*** RECORDS SUPPLIED
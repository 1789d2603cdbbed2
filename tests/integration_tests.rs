//! Integration tests using mock HTTP server
//!
//! Tests the full end-to-end flow: task → paginated requests → creation calls

use motel_traffic::enrichment;
use motel_traffic::health::PingStatus;
use motel_traffic::http::{HttpClient, HttpClientConfig};
use motel_traffic::pagination::StopReason;
use motel_traffic::retry::RetryPolicy;
use motel_traffic::scenarios::{chain_lookup, motel_chain_name};
use motel_traffic::{run_task, ScenarioConfig, ScenarioContext, Task, TaskOutcome};
use serde_json::{json, Value};
use wiremock::matchers::{body_partial_json, header, method, path, query_param};
use wiremock::{Mock, MockServer, ResponseTemplate};

fn context(server: &MockServer, config: ScenarioConfig) -> ScenarioContext {
    let http = HttpClientConfig::builder()
        .base_url(server.uri())
        .api_token("test-token")
        .build();
    ScenarioContext::new(HttpClient::with_config(http).unwrap(), config)
        .with_retry(RetryPolicy::no_retry())
}

fn offset_page(items: Value, page: u32, total_pages: u32) -> Value {
    json!({"response": {"http_code": "200", "data": {
        "content": items,
        "pagination": {"page": page, "total_pages": total_pages, "last": page + 1 >= total_pages}
    }}})
}

fn cursor_page(items: Value, current_page: u32, has_next: bool) -> Value {
    json!({"response": {"http_code": "200", "data": {
        "data": items,
        "pagination": {"current_page": current_page, "has_next": has_next, "total_pages": 2}
    }}})
}

fn motel_count(n: u64) -> Value {
    json!({"response": {"http_code": "200", "data": {
        "postgresql_tables": {"motels": n},
        "total_postgresql_records": n
    }}})
}

async fn traversal(task: Task, ctx: &ScenarioContext) -> motel_traffic::engine::TraversalReport {
    match run_task(task, ctx).await.unwrap() {
        TaskOutcome::Traversal(report) => report,
        other => panic!("expected a traversal report, got {other:?}"),
    }
}

// ============================================================================
// Health Checks
// ============================================================================

#[tokio::test]
async fn test_ping_sends_bearer_token() {
    let server = MockServer::start().await;
    Mock::given(method("GET"))
        .and(path("/motelApi/v1/ping"))
        .and(header("Authorization", "Bearer test-token"))
        .respond_with(
            ResponseTemplate::new(200)
                .set_body_json(json!({"response": {"http_code": 200, "data": "pong"}})),
        )
        .expect(1)
        .mount(&server)
        .await;

    let ctx = context(&server, ScenarioConfig::default());
    let outcome = run_task(Task::PingOnce, &ctx).await.unwrap();
    assert_eq!(outcome, TaskOutcome::Ping(PingStatus::Ok));
}

#[tokio::test]
async fn test_reservation_ping_body_mismatch_is_not_an_error() {
    let server = MockServer::start().await;
    Mock::given(method("GET"))
        .and(path("/reservationApi/v1/ping"))
        .respond_with(ResponseTemplate::new(200).set_body_json(json!({"response": {
            "http_code": "200", "data": {"database": "degraded", "message": "pong"}
        }})))
        .mount(&server)
        .await;

    let ctx = context(&server, ScenarioConfig::default());
    let outcome = run_task(Task::ReservationPingOnce, &ctx).await.unwrap();
    assert_eq!(outcome, TaskOutcome::Ping(PingStatus::Unexpected));
}

// ============================================================================
// Crawls
// ============================================================================

#[tokio::test]
async fn test_get_motels_survives_failed_chain_lookup() {
    let server = MockServer::start().await;
    Mock::given(method("GET"))
        .and(path("/motelApi/v1/motelChains"))
        .respond_with(ResponseTemplate::new(500).set_body_string("down"))
        .expect(2)
        .mount(&server)
        .await;
    Mock::given(method("GET"))
        .and(path("/motelApi/v1/motels"))
        .and(query_param("page", "0"))
        .and(query_param("size", "50"))
        .respond_with(ResponseTemplate::new(200).set_body_json(offset_page(
            json!([{"motelId": "m1", "motelChainId": "c1"}, {"motelId": "m2"}]),
            0,
            2,
        )))
        .expect(1)
        .mount(&server)
        .await;
    Mock::given(method("GET"))
        .and(path("/motelApi/v1/motels"))
        .and(query_param("page", "1"))
        .respond_with(ResponseTemplate::new(200).set_body_json(offset_page(
            json!([{"motelId": "m3", "motelChainId": "c9"}]),
            1,
            2,
        )))
        .expect(1)
        .mount(&server)
        .await;

    let ctx = context(&server, ScenarioConfig::default());
    let report = traversal(Task::GetMotels, &ctx).await;

    assert_eq!(report.pages_visited, 2);
    assert_eq!(report.items_emitted, 3);
    assert_eq!(report.stop_reason, Some(StopReason::LastPage));

    // Same lookup the crawl used: empty, so every chain resolves to unknown
    let chains = chain_lookup(&ctx).await;
    assert!(chains.is_empty());
    for chain_id in ["c1", "c9"] {
        let motel = json!({"motelId": "m1", "motelChainId": chain_id});
        assert_eq!(motel_chain_name(&motel, &chains), enrichment::UNKNOWN);
    }
}

#[tokio::test]
async fn test_malformed_page_is_treated_as_empty() {
    let server = MockServer::start().await;
    Mock::given(method("GET"))
        .and(path("/motelApi/v1/motelRooms"))
        .respond_with(ResponseTemplate::new(200).set_body_json(json!({"unexpected": true})))
        .expect(1)
        .mount(&server)
        .await;

    let ctx = context(&server, ScenarioConfig::default());
    let report = traversal(Task::GetMotelRooms, &ctx).await;

    assert_eq!(report.pages_visited, 1);
    assert_eq!(report.items_seen, 0);
    assert_eq!(report.stop_reason, Some(StopReason::NoPagination));
}

#[tokio::test]
async fn test_rejected_page_fetch_fails_the_task() {
    let server = MockServer::start().await;
    Mock::given(method("GET"))
        .and(path("/reservationApi/v1/allbookings"))
        .respond_with(ResponseTemplate::new(404).set_body_string("no such page"))
        .expect(1)
        .mount(&server)
        .await;

    let ctx = context(&server, ScenarioConfig::default());
    let err = run_task(Task::ReservationAllBookings, &ctx).await.unwrap_err();
    assert_eq!(err.status(), Some(404));
}

#[tokio::test]
async fn test_reservation_cursor_crawl_follows_has_next() {
    let server = MockServer::start().await;
    Mock::given(method("GET"))
        .and(path("/reservationApi/v1/allMotels"))
        .and(query_param("page", "1"))
        .and(query_param("per_page", "50"))
        .respond_with(ResponseTemplate::new(200).set_body_json(cursor_page(
            json!([{"room_type": "Deluxe", "price": "120.50"}, {"room_type": "Suite", "price": 300}]),
            1,
            true,
        )))
        .expect(1)
        .mount(&server)
        .await;
    Mock::given(method("GET"))
        .and(path("/reservationApi/v1/allMotels"))
        .and(query_param("page", "2"))
        .respond_with(ResponseTemplate::new(200).set_body_json(cursor_page(
            json!([{"room_type": "Economy"}]),
            2,
            false,
        )))
        .expect(1)
        .mount(&server)
        .await;

    let ctx = context(&server, ScenarioConfig::default());
    let report = traversal(Task::ReservationAllMotels, &ctx).await;

    assert_eq!(report.pages_visited, 2);
    assert_eq!(report.items_emitted, 3);
    assert_eq!(report.last_page_index, Some(2));
}

// ============================================================================
// Guarded Creation
// ============================================================================

#[tokio::test]
async fn test_post_motel_from_chain_skips_at_ceiling() {
    let server = MockServer::start().await;
    Mock::given(method("GET"))
        .and(path("/motelApi/v1/allMotels/count"))
        .respond_with(ResponseTemplate::new(200).set_body_json(motel_count(50)))
        .expect(1)
        .mount(&server)
        .await;
    Mock::given(method("GET"))
        .and(path("/motelApi/v1/motelChains"))
        .respond_with(ResponseTemplate::new(200).set_body_json(offset_page(json!([]), 0, 1)))
        .expect(0)
        .mount(&server)
        .await;
    Mock::given(method("POST"))
        .and(path("/motelApi/v1/motels"))
        .respond_with(ResponseTemplate::new(201))
        .expect(0)
        .mount(&server)
        .await;

    let ctx = context(&server, ScenarioConfig::default());
    let report = traversal(Task::PostMotelFromChain, &ctx).await;

    assert!(report.was_skipped());
    let guard = report.guard.unwrap();
    assert_eq!(guard.current_count, 50);
    assert_eq!(guard.ceiling, 50);
    assert_eq!(report.pages_visited, 0);
}

#[tokio::test]
async fn test_post_motel_from_chain_filters_and_counts_failures() {
    let server = MockServer::start().await;
    Mock::given(method("GET"))
        .and(path("/motelApi/v1/allMotels/count"))
        .respond_with(ResponseTemplate::new(200).set_body_json(motel_count(3)))
        .mount(&server)
        .await;
    Mock::given(method("GET"))
        .and(path("/motelApi/v1/motelChains"))
        .respond_with(ResponseTemplate::new(200).set_body_json(offset_page(
            json!([
                {"motelChainId": "c1", "motelChainName": "Alpha", "status": "Active", "state": "CA"},
                {"motelChainId": "c2", "motelChainName": "Beta", "status": "Inactive"},
                {"motelChainId": "c3", "motelChainName": "Gamma", "status": "ACTIVE"}
            ]),
            0,
            1,
        )))
        .expect(1)
        .mount(&server)
        .await;
    Mock::given(method("POST"))
        .and(path("/motelApi/v1/motels"))
        .and(body_partial_json(json!({"motelChainId": "c1", "motelName": "Alpha - Motel1", "state": "CA"})))
        .respond_with(ResponseTemplate::new(201).set_body_json(json!({"response": {
            "http_code": "201", "data": {"data": {"motelId": "m1", "createdAt": "2025-01-01T00:00:00Z"}}
        }})))
        .expect(1)
        .mount(&server)
        .await;
    Mock::given(method("POST"))
        .and(path("/motelApi/v1/motels"))
        .and(body_partial_json(json!({"motelChainId": "c3"})))
        .respond_with(ResponseTemplate::new(500).set_body_string("boom"))
        .expect(1)
        .mount(&server)
        .await;

    let config = ScenarioConfig {
        chain_allowed_status: vec!["Active".to_string()],
        ..ScenarioConfig::default()
    };
    let ctx = context(&server, config);
    let report = traversal(Task::PostMotelFromChain, &ctx).await;

    assert!(!report.was_skipped());
    assert_eq!(report.items_seen, 3);
    assert_eq!(report.items_emitted, 1);
    assert_eq!(report.items_failed, 1);
    assert!(report.guard.unwrap().verified);
}

#[tokio::test]
async fn test_guard_fails_open_when_count_unavailable() {
    let server = MockServer::start().await;
    Mock::given(method("GET"))
        .and(path("/motelApi/v1/allMotels/count"))
        .respond_with(ResponseTemplate::new(503))
        .expect(1)
        .mount(&server)
        .await;
    Mock::given(method("GET"))
        .and(path("/motelApi/v1/motelChains"))
        .respond_with(ResponseTemplate::new(200).set_body_json(offset_page(
            json!([{"motelChainId": "c1", "motelChainName": "Alpha"}]),
            0,
            1,
        )))
        .mount(&server)
        .await;
    Mock::given(method("POST"))
        .and(path("/motelApi/v1/motels"))
        .respond_with(ResponseTemplate::new(201).set_body_json(json!({"motelId": "m1"})))
        .expect(1)
        .mount(&server)
        .await;

    let ctx = context(&server, ScenarioConfig::default());
    let report = traversal(Task::PostMotelFromChain, &ctx).await;

    let guard = report.guard.unwrap();
    assert!(guard.proceed);
    assert!(!guard.verified);
    assert_eq!(guard.current_count, 0);
    assert_eq!(report.items_emitted, 1);
}

// ============================================================================
// Reservations
// ============================================================================

#[tokio::test]
async fn test_reservation_from_availability_posts_exactly_once() {
    let server = MockServer::start().await;
    Mock::given(method("GET"))
        .and(path("/reservationApi/v1/allMotels"))
        .and(query_param("page", "1"))
        .respond_with(ResponseTemplate::new(200).set_body_json(cursor_page(
            json!([
                {"status": "Active", "available_room_number": 0, "motel_id": "full"},
                {"status": "Inactive", "available_room_number": 4, "motel_id": "closed"}
            ]),
            1,
            true,
        )))
        .expect(1)
        .mount(&server)
        .await;
    Mock::given(method("GET"))
        .and(path("/reservationApi/v1/allMotels"))
        .and(query_param("page", "2"))
        .respond_with(ResponseTemplate::new(200).set_body_json(cursor_page(
            json!([
                {"status": "Active", "available_room_number": "2", "motel_id": "m1",
                 "motel_chain_id": "c1", "motel_room_category_id": "rc1",
                 "room_type": "Deluxe", "price": 120, "date": "2025-08-16"},
                {"status": "Active", "available_room_number": 5, "motel_id": "m2"}
            ]),
            2,
            false,
        )))
        .expect(1)
        .mount(&server)
        .await;
    Mock::given(method("POST"))
        .and(path("/reservationApi/v1/reservation"))
        .and(body_partial_json(json!({
            "motel_id": "m1",
            "motel_room_category_name": "Deluxe",
            "price": "120",
            "check_in": "2025-08-16",
            "check_out": "2025-08-17",
            "status": "Confirmed"
        })))
        .respond_with(ResponseTemplate::new(201).set_body_json(json!({"response": {
            "http_code": "201", "data": {"data": {"motel_reservation_id": "r1"}}
        }})))
        .expect(1)
        .mount(&server)
        .await;

    let ctx = context(&server, ScenarioConfig::default());
    let outcome = run_task(Task::ReservationFromAvailability, &ctx).await.unwrap();
    let TaskOutcome::Search {
        search,
        found,
        emitted,
        failed,
    } = outcome
    else {
        panic!("expected a search outcome");
    };

    assert!(found);
    assert_eq!((emitted, failed), (1, 0));
    assert_eq!(search.pages_visited, 2);
    assert_eq!(search.stop_reason, Some(StopReason::Halted));
}

#[tokio::test]
async fn test_reservation_create_failure_is_counted() {
    let server = MockServer::start().await;
    Mock::given(method("GET"))
        .and(path("/reservationApi/v1/allMotels"))
        .respond_with(ResponseTemplate::new(200).set_body_json(cursor_page(
            json!([{"status": "active", "available_room_number": 1, "motel_id": "m1", "date": "soon"}]),
            1,
            false,
        )))
        .mount(&server)
        .await;
    Mock::given(method("POST"))
        .and(path("/reservationApi/v1/reservation"))
        .respond_with(ResponseTemplate::new(409).set_body_string("taken"))
        .expect(1)
        .mount(&server)
        .await;

    let ctx = context(&server, ScenarioConfig::default());
    let outcome = run_task(Task::ReservationFromAvailability, &ctx).await.unwrap();
    assert!(matches!(
        outcome,
        TaskOutcome::Search {
            found: true,
            emitted: 0,
            failed: 1,
            ..
        }
    ));
}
******
WHAT YOU WILL DO:
Please make an exact copy of the lines above from the line with "fn cursor_page(items: Value, current_page: u32, has_next: bool)" through the line with "fn motel_count(n: u64)", both ends included.

RESPONSE AREA:
fn cursor_page(items: Value, current_page: u32, has_next: bool) -> Value {
    json!({"response": {"http_code": "200", "data": {
        "data": items,
        "pagination": {"current_page": current_page, "has_next": has_next, "total_pages": 2}
    }}})
}

fn motel_count(n: u64) -> Value {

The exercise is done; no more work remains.